King Richard Rainsbury licks his lips as he scans the menu.

“I think I’ll start with the oysters on the half shell with tequila mignonette.”

His son, Prince Quentin Rainsbury, a younger version of his father with thick, chestnut brown hair, large, inquisitive black eyes, and a devilish grin, replies, “You always get that. I’ll have the escargot en brioche .”

“I like oysters. Why change?”

“Change can enlighten, father. So, I’m told.”

“More liberal gobbledygook drummed into your head by the Queen.”

“She’s just a mother looking out for her son.”

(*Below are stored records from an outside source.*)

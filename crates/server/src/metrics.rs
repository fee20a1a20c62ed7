//! Prometheus metrics for observability.
//!
//! This module provides metrics for monitoring the listsync server:
//! - HTTP request metrics (latency, counts, auth failures)
//! - Sync queue depth and log size (collected dynamically)
//! - Core sync and contact service metrics (registered from `listsync_core`)

use once_cell::sync::Lazy;
use prometheus::{
    self, Encoder, HistogramOpts, HistogramVec, IntCounterVec, IntGauge, Opts, Registry,
    TextEncoder,
};
use regex_lite::Regex;

use crate::state::AppState;

/// Global metrics registry.
pub static REGISTRY: Lazy<Registry> = Lazy::new(|| {
    let registry = Registry::new();
    register_metrics(&registry);
    registry
});

// =============================================================================
// HTTP Request Metrics
// =============================================================================

/// HTTP request duration in seconds.
pub static HTTP_REQUEST_DURATION: Lazy<HistogramVec> = Lazy::new(|| {
    HistogramVec::new(
        HistogramOpts::new(
            "listsync_http_request_duration_seconds",
            "HTTP request duration in seconds",
        )
        .buckets(vec![
            0.001, 0.005, 0.01, 0.025, 0.05, 0.1, 0.25, 0.5, 1.0, 2.5, 5.0, 10.0,
        ]),
        &["method", "path", "status"],
    )
    .unwrap()
});

/// HTTP requests total count.
pub static HTTP_REQUESTS_TOTAL: Lazy<IntCounterVec> = Lazy::new(|| {
    IntCounterVec::new(
        Opts::new("listsync_http_requests_total", "Total HTTP requests"),
        &["method", "path", "status"],
    )
    .unwrap()
});

/// HTTP requests currently in flight.
pub static HTTP_REQUESTS_IN_FLIGHT: Lazy<IntGauge> = Lazy::new(|| {
    IntGauge::new(
        "listsync_http_requests_in_flight",
        "Number of HTTP requests currently being processed",
    )
    .unwrap()
});

/// Authentication failures.
pub static AUTH_FAILURES_TOTAL: Lazy<IntCounterVec> = Lazy::new(|| {
    IntCounterVec::new(
        Opts::new(
            "listsync_auth_failures_total",
            "Total authentication failures",
        ),
        &["reason"],
    )
    .unwrap()
});

// =============================================================================
// Sync Metrics (collected dynamically)
// =============================================================================

/// Jobs waiting in the sync queue.
pub static SYNC_QUEUE_DEPTH: Lazy<IntGauge> = Lazy::new(|| {
    IntGauge::new(
        "listsync_sync_queue_depth",
        "Number of sync jobs waiting for the worker",
    )
    .unwrap()
});

/// Entries currently retained in the sync log.
pub static SYNC_LOG_ENTRIES: Lazy<IntGauge> = Lazy::new(|| {
    IntGauge::new(
        "listsync_sync_log_entries",
        "Number of entries retained in the sync log",
    )
    .unwrap()
});

// =============================================================================
// Registration
// =============================================================================

fn register_metrics(registry: &Registry) {
    // HTTP
    registry
        .register(Box::new(HTTP_REQUEST_DURATION.clone()))
        .unwrap();
    registry
        .register(Box::new(HTTP_REQUESTS_TOTAL.clone()))
        .unwrap();
    registry
        .register(Box::new(HTTP_REQUESTS_IN_FLIGHT.clone()))
        .unwrap();
    registry
        .register(Box::new(AUTH_FAILURES_TOTAL.clone()))
        .unwrap();

    // Sync
    registry
        .register(Box::new(SYNC_QUEUE_DEPTH.clone()))
        .unwrap();
    registry
        .register(Box::new(SYNC_LOG_ENTRIES.clone()))
        .unwrap();

    // Core metrics (sync runs, contact service calls)
    for metric in listsync_core::metrics::all_metrics() {
        registry.register(metric).unwrap();
    }
}

/// Encode all metrics as Prometheus text format.
pub fn encode_metrics() -> String {
    let encoder = TextEncoder::new();
    let metric_families = REGISTRY.gather();
    let mut buffer = Vec::new();
    if let Err(e) = encoder.encode(&metric_families, &mut buffer) {
        tracing::error!("Failed to encode metrics: {}", e);
    }
    String::from_utf8(buffer).unwrap_or_default()
}

/// Update gauges from current application state before encoding.
pub fn collect_dynamic_metrics(state: &AppState) {
    SYNC_QUEUE_DEPTH.set(state.trigger().queue().pending() as i64);

    if let Ok(entries) = state.logger().recent_logs() {
        SYNC_LOG_ENTRIES.set(entries.len() as i64);
    }
}

static NUMERIC_SEGMENT: Lazy<Regex> = Lazy::new(|| Regex::new(r"/\d+(/|$)").unwrap());

/// Normalize a path for metric labels (replace order ids with a placeholder).
pub fn normalize_path(path: &str) -> String {
    NUMERIC_SEGMENT.replace_all(path, "/{id}$1").to_string()
}
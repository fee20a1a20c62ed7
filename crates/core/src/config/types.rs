use serde::{Deserialize, Serialize};
use std::net::IpAddr;
use std::path::PathBuf;

/// Root configuration
#[derive(Debug, Clone, Deserialize, Serialize)]
pub struct Config {
    pub auth: AuthConfig,
    #[serde(default)]
    pub server: ServerConfig,
    #[serde(default)]
    pub database: DatabaseConfig,
    #[serde(default)]
    pub sync: SyncConfig,
    #[serde(default)]
    pub contact_service: ContactServiceConfig,
    #[serde(default)]
    pub queue: QueueConfig,
}

/// Server configuration
#[derive(Debug, Clone, Deserialize, Serialize)]
pub struct ServerConfig {
    #[serde(default = "default_host")]
    pub host: IpAddr,
    #[serde(default = "default_port")]
    pub port: u16,
}

impl Default for ServerConfig {
    fn default() -> Self {
        Self {
            host: default_host(),
            port: default_port(),
        }
    }
}

fn default_host() -> IpAddr {
    IpAddr::from([0, 0, 0, 0])
}

fn default_port() -> u16 {
    8080
}

/// Authentication for the admin/event API
#[derive(Debug, Clone, Deserialize, Serialize)]
pub struct AuthConfig {
    pub method: AuthMethod,
    /// Required when method = "api_key"
    #[serde(default, skip_serializing_if = "Option::is_none")]
    pub api_key: Option<String>,
}

#[derive(Debug, Clone, Copy, Deserialize, Serialize, PartialEq, Eq)]
#[serde(rename_all = "snake_case")]
pub enum AuthMethod {
    None,
    ApiKey,
}

/// Database configuration
#[derive(Debug, Clone, Deserialize, Serialize)]
pub struct DatabaseConfig {
    #[serde(default = "default_db_path")]
    pub path: PathBuf,
}

impl Default for DatabaseConfig {
    fn default() -> Self {
        Self {
            path: default_db_path(),
        }
    }
}

fn default_db_path() -> PathBuf {
    PathBuf::from("listsync.db")
}

/// Settings the sync pipeline reads on every run.
///
/// Empty `api_base_url`, `api_key` or `list_id` make the settings unusable for
/// syncing; `verbose_logging` and `create_missing_contacts` never affect validity.
#[derive(Debug, Clone, Default, PartialEq, Eq, Deserialize, Serialize)]
pub struct SyncConfig {
    /// Account API root, e.g. "https://myaccount.api-us1.com"
    #[serde(default)]
    pub api_base_url: String,
    #[serde(default)]
    pub api_key: String,
    /// Mailing list that paying customers are subscribed to
    #[serde(default)]
    pub list_id: String,
    #[serde(default)]
    pub verbose_logging: bool,
    /// Create the contact when no contact matches the order email.
    #[serde(default)]
    pub create_missing_contacts: bool,
}

impl SyncConfig {
    /// Names of required settings that are empty.
    pub fn missing_fields(&self) -> Vec<&'static str> {
        let mut missing = Vec::new();
        if self.api_base_url.trim().is_empty() {
            missing.push("api_base_url");
        }
        if self.api_key.trim().is_empty() {
            missing.push("api_key");
        }
        if self.list_id.trim().is_empty() {
            missing.push("list_id");
        }
        missing
    }

    pub fn is_valid(&self) -> bool {
        self.missing_fields().is_empty()
    }

    /// Whether the API can be reached at all (list id not needed).
    pub fn has_credentials(&self) -> bool {
        !self.api_base_url.trim().is_empty() && !self.api_key.trim().is_empty()
    }
}

/// HTTP settings for the contact service client
#[derive(Debug, Clone, Deserialize, Serialize)]
pub struct ContactServiceConfig {
    /// Timeout for lookups, creates and updates (seconds)
    #[serde(default = "default_request_timeout")]
    pub request_timeout_secs: u64,
    /// Timeout for the list subscription call (seconds)
    #[serde(default = "default_subscribe_timeout")]
    pub subscribe_timeout_secs: u64,
}

impl Default for ContactServiceConfig {
    fn default() -> Self {
        Self {
            request_timeout_secs: default_request_timeout(),
            subscribe_timeout_secs: default_subscribe_timeout(),
        }
    }
}

fn default_request_timeout() -> u64 {
    5
}

fn default_subscribe_timeout() -> u64 {
    30
}

/// Deferred sync queue configuration
#[derive(Debug, Clone, Deserialize, Serialize)]
pub struct QueueConfig {
    #[serde(default = "default_buffer_size")]
    pub buffer_size: usize,
}

impl Default for QueueConfig {
    fn default() -> Self {
        Self {
            buffer_size: default_buffer_size(),
        }
    }
}

fn default_buffer_size() -> usize {
    1000
}

/// Sanitized config for API responses (secrets redacted)
#[derive(Debug, Clone, Serialize)]
pub struct SanitizedConfig {
    pub auth: SanitizedAuthConfig,
    pub server: ServerConfig,
    pub database: DatabaseConfig,
    pub sync: SanitizedSyncConfig,
    pub contact_service: ContactServiceConfig,
    pub queue: QueueConfig,
}

#[derive(Debug, Clone, Serialize)]
pub struct SanitizedAuthConfig {
    pub method: AuthMethod,
}

/// Sync settings with the API key hidden
#[derive(Debug, Clone, PartialEq, Eq, Serialize)]
pub struct SanitizedSyncConfig {
    pub api_base_url: String,
    pub api_key_configured: bool,
    pub list_id: String,
    pub verbose_logging: bool,
    pub create_missing_contacts: bool,
}

impl From<&SyncConfig> for SanitizedSyncConfig {
    fn from(sync: &SyncConfig) -> Self {
        Self {
            api_base_url: sync.api_base_url.clone(),
            api_key_configured: !sync.api_key.is_empty(),
            list_id: sync.list_id.clone(),
            verbose_logging: sync.verbose_logging,
            create_missing_contacts: sync.create_missing_contacts,
        }
    }
}

impl From<&Config> for SanitizedConfig {
    fn from(config: &Config) -> Self {
        Self {
            auth: SanitizedAuthConfig {
                method: config.auth.method,
            },
            server: config.server.clone(),
            database: config.database.clone(),
            sync: SanitizedSyncConfig::from(&config.sync),
            contact_service: config.contact_service.clone(),
            queue: config.queue.clone(),
        }
    }
}
mod loader;
mod provider;
mod types;
mod validate;

pub use loader::{load_config, load_config_from_str};
pub use provider::{ConfigProvider, SharedSyncConfig};
pub use types::*;
pub use validate::validate_config;

use thiserror::Error;

#[derive(Debug, Error)]
pub enum ConfigError {
    #[error("Configuration file not found: {0}")]
    FileNotFound(String),

    #[error("Failed to parse configuration: {0}")]
    ParseError(String),

    #[error("Configuration validation failed: {0}")]
    ValidationError(String),
}
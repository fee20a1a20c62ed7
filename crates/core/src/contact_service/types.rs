use serde::{Deserialize, Deserializer, Serialize};
use serde_json::Value;

use crate::config::SyncConfig;

/// Base URL and token for one call.
#[derive(Debug, Clone, PartialEq, Eq)]
pub struct ApiCredentials {
    pub base_url: String,
    pub api_key: String,
}

impl ApiCredentials {
    pub fn new(base_url: impl Into<String>, api_key: impl Into<String>) -> Self {
        Self {
            base_url: base_url.into(),
            api_key: api_key.into(),
        }
    }

    /// `{base}/api/3/{path}` without doubled slashes.
    pub fn endpoint(&self, path: &str) -> String {
        format!(
            "{}/api/3/{}",
            self.base_url.trim_end_matches('/'),
            path.trim_start_matches('/')
        )
    }
}

impl From<&SyncConfig> for ApiCredentials {
    fn from(config: &SyncConfig) -> Self {
        Self::new(config.api_base_url.clone(), config.api_key.clone())
    }
}

/// Contact fields sent on create and update.
#[derive(Debug, Clone, PartialEq, Eq, Serialize, Deserialize)]
#[serde(rename_all = "camelCase")]
pub struct ContactData {
    pub email: String,
    pub first_name: String,
    pub last_name: String,
}

/// What the service said about an update.
#[derive(Debug, Clone, PartialEq, Eq)]
pub struct ContactUpdate {
    pub contact_id: String,
    pub status: u16,
    pub body: String,
}

// Wire formats

#[derive(Debug, Serialize)]
pub(crate) struct ContactEnvelope<'a> {
    pub contact: &'a ContactData,
}

#[derive(Debug, Serialize)]
pub(crate) struct ContactListEnvelope<'a> {
    #[serde(rename = "contactList")]
    pub contact_list: ContactListMembership<'a>,
}

#[derive(Debug, Serialize)]
pub(crate) struct ContactListMembership<'a> {
    pub list: &'a str,
    pub contact: &'a str,
    /// 1 = subscribed
    pub status: u8,
}

pub(crate) const STATUS_SUBSCRIBED: u8 = 1;

#[derive(Debug, Deserialize)]
pub(crate) struct ListsResponse {
    pub lists: Option<Vec<ListResult>>,
}

#[derive(Debug, Deserialize)]
pub(crate) struct ListResult {
    #[serde(deserialize_with = "id_string")]
    pub id: String,
    #[serde(default)]
    pub name: String,
}

#[derive(Debug, Deserialize)]
pub(crate) struct ContactSearchResponse {
    #[serde(default)]
    pub contacts: Vec<ContactResult>,
}

#[derive(Debug, Deserialize)]
pub(crate) struct ContactResult {
    #[serde(default, deserialize_with = "opt_id_string")]
    pub id: Option<String>,
}

#[derive(Debug, Deserialize)]
pub(crate) struct ContactCreateResponse {
    pub contact: Option<ContactResult>,
}

/// Ids arrive as strings ("9") but some endpoints send numbers.
fn value_to_id(value: Value) -> Option<String> {
    match value {
        Value::String(s) if !s.is_empty() => Some(s),
        Value::Number(n) => Some(n.to_string()),
        _ => None,
    }
}

fn id_string<'de, D: Deserializer<'de>>(deserializer: D) -> Result<String, D::Error> {
    let value = Value::deserialize(deserializer)?;
    value_to_id(value).ok_or_else(|| serde::de::Error::custom("id must be a string or number"))
}

fn opt_id_string<'de, D: Deserializer<'de>>(deserializer: D) -> Result<Option<String>, D::Error> {
    let value = Option::<Value>::deserialize(deserializer)?;
    Ok(value.and_then(value_to_id))
}
use std::path::Path;
use std::sync::{Mutex, MutexGuard};

use chrono::Utc;
use rusqlite::{params, Connection, OptionalExtension};

use super::{OrderContactData, OrderError, OrderRecord, OrderSource, OrderStatus, SyncMarkerStore};

const SCHEMA: &str = r#"
    CREATE TABLE IF NOT EXISTS orders (
        order_id INTEGER PRIMARY KEY,
        email TEXT NOT NULL,
        first_name TEXT NOT NULL,
        last_name TEXT NOT NULL,
        status TEXT NOT NULL,
        sync_processed INTEGER NOT NULL DEFAULT 0,
        updated_at TEXT NOT NULL
    );
"#;

/// SQLite-backed order store; the marker lives in the order row.
pub struct SqliteOrderStore {
    conn: Mutex<Connection>,
}

impl SqliteOrderStore {
    /// Open (or create) the database file and its tables
    pub fn new(path: &Path) -> Result<Self, OrderError> {
        let conn = Connection::open(path).map_err(db_err)?;
        Self::init(conn)
    }

    /// In-memory store (useful for testing)
    pub fn in_memory() -> Result<Self, OrderError> {
        let conn = Connection::open_in_memory().map_err(db_err)?;
        Self::init(conn)
    }

    fn init(conn: Connection) -> Result<Self, OrderError> {
        conn.execute_batch(SCHEMA).map_err(db_err)?;
        Ok(Self {
            conn: Mutex::new(conn),
        })
    }

    fn conn(&self) -> Result<MutexGuard<'_, Connection>, OrderError> {
        self.conn
            .lock()
            .map_err(|_| OrderError::Database("connection lock poisoned".to_string()))
    }

    /// Insert or refresh an order's billing fields and status.
    ///
    /// The sync marker is left untouched on existing rows.
    pub fn upsert_order(
        &self,
        order_id: u64,
        status: &OrderStatus,
        contact: &OrderContactData,
    ) -> Result<(), OrderError> {
        let conn = self.conn()?;
        conn.execute(
            r#"
            INSERT INTO orders (order_id, email, first_name, last_name, status, updated_at)
            VALUES (?1, ?2, ?3, ?4, ?5, ?6)
            ON CONFLICT(order_id) DO UPDATE SET
                email = excluded.email,
                first_name = excluded.first_name,
                last_name = excluded.last_name,
                status = excluded.status,
                updated_at = excluded.updated_at
            "#,
            params![
                to_sql_id(order_id)?,
                contact.email,
                contact.first_name,
                contact.last_name,
                status.as_str(),
                Utc::now().to_rfc3339(),
            ],
        )
        .map_err(db_err)?;
        Ok(())
    }

    pub fn get_order(&self, order_id: u64) -> Result<Option<OrderRecord>, OrderError> {
        let conn = self.conn()?;
        conn.query_row(
            "SELECT email, first_name, last_name, status, sync_processed FROM orders WHERE order_id = ?1",
            params![to_sql_id(order_id)?],
            |row| {
                let status: String = row.get(3)?;
                Ok(OrderRecord {
                    order_id,
                    status: OrderStatus::from(status.as_str()),
                    contact: OrderContactData {
                        email: row.get(0)?,
                        first_name: row.get(1)?,
                        last_name: row.get(2)?,
                    },
                    sync_processed: row.get::<_, i64>(4)? != 0,
                })
            },
        )
        .optional()
        .map_err(db_err)
    }
}

fn db_err(e: rusqlite::Error) -> OrderError {
    OrderError::Database(e.to_string())
}

fn to_sql_id(order_id: u64) -> Result<i64, OrderError> {
    i64::try_from(order_id)
        .map_err(|_| OrderError::Database(format!("order id out of range: {}", order_id)))
}

impl OrderSource for SqliteOrderStore {
    fn contact_data(&self, order_id: u64) -> Result<OrderContactData, OrderError> {
        let order = self
            .get_order(order_id)?
            .ok_or(OrderError::NotFound(order_id))?;
        if order.contact.email.trim().is_empty() {
            return Err(OrderError::MissingEmail(order_id));
        }
        Ok(order.contact)
    }
}

impl SyncMarkerStore for SqliteOrderStore {
    fn is_processed(&self, order_id: u64) -> Result<bool, OrderError> {
        let conn = self.conn()?;
        let processed: Option<i64> = conn
            .query_row(
                "SELECT sync_processed FROM orders WHERE order_id = ?1",
                params![to_sql_id(order_id)?],
                |row| row.get(0),
            )
            .optional()
            .map_err(db_err)?;
        Ok(processed.unwrap_or(0) != 0)
    }

    fn mark_processed(&self, order_id: u64) -> Result<(), OrderError> {
        let conn = self.conn()?;
        let updated = conn
            .execute(
                "UPDATE orders SET sync_processed = 1, updated_at = ?2 WHERE order_id = ?1",
                params![to_sql_id(order_id)?, Utc::now().to_rfc3339()],
            )
            .map_err(db_err)?;
        if updated == 0 {
            return Err(OrderError::NotFound(order_id));
        }
        Ok(())
    }
}
use axum::{extract::State, http::header, response::IntoResponse, Json};
use listsync_core::SanitizedConfig;
use serde::Serialize;
use std::sync::Arc;

use crate::metrics::{collect_dynamic_metrics, encode_metrics};
use crate::state::AppState;

#[derive(Serialize)]
pub struct HealthResponse {
    pub status: String,
}

pub async fn health() -> Json<HealthResponse> {
    Json(HealthResponse {
        status: "ok".to_string(),
    })
}

pub async fn get_config(State(state): State<Arc<AppState>>) -> Json<SanitizedConfig> {
    Json(state.sanitized_config())
}

/// Prometheus scrape endpoint.
pub async fn metrics(State(state): State<Arc<AppState>>) -> impl IntoResponse {
    collect_dynamic_metrics(&state);
    (
        [(header::CONTENT_TYPE, "text/plain; version=0.0.4")],
        encode_metrics(),
    )
}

“We’d also like a bottle of Cristal,” King Richard says to the attentive waiter with the dark pompadour. “Since you’re now a man, Quentin, maybe we can polish off two.”

“We’ll see, father. I don’t want to have a man-sized hangover.”

King Richard smiles at his son. “I’m proud of your accomplishments at the university. Now I have an heir I can trust. I’m glad you’re home, son. Between your mother, your sister, and their clucking entourages, I felt like I was drowning in a sea of estrogen.”

“How is mother?” Prince Quentin asks.

“Queen Abigail is still playing the role of a recluse at the summer castle.”

“So, you two are still fighting over rights for Batavians?”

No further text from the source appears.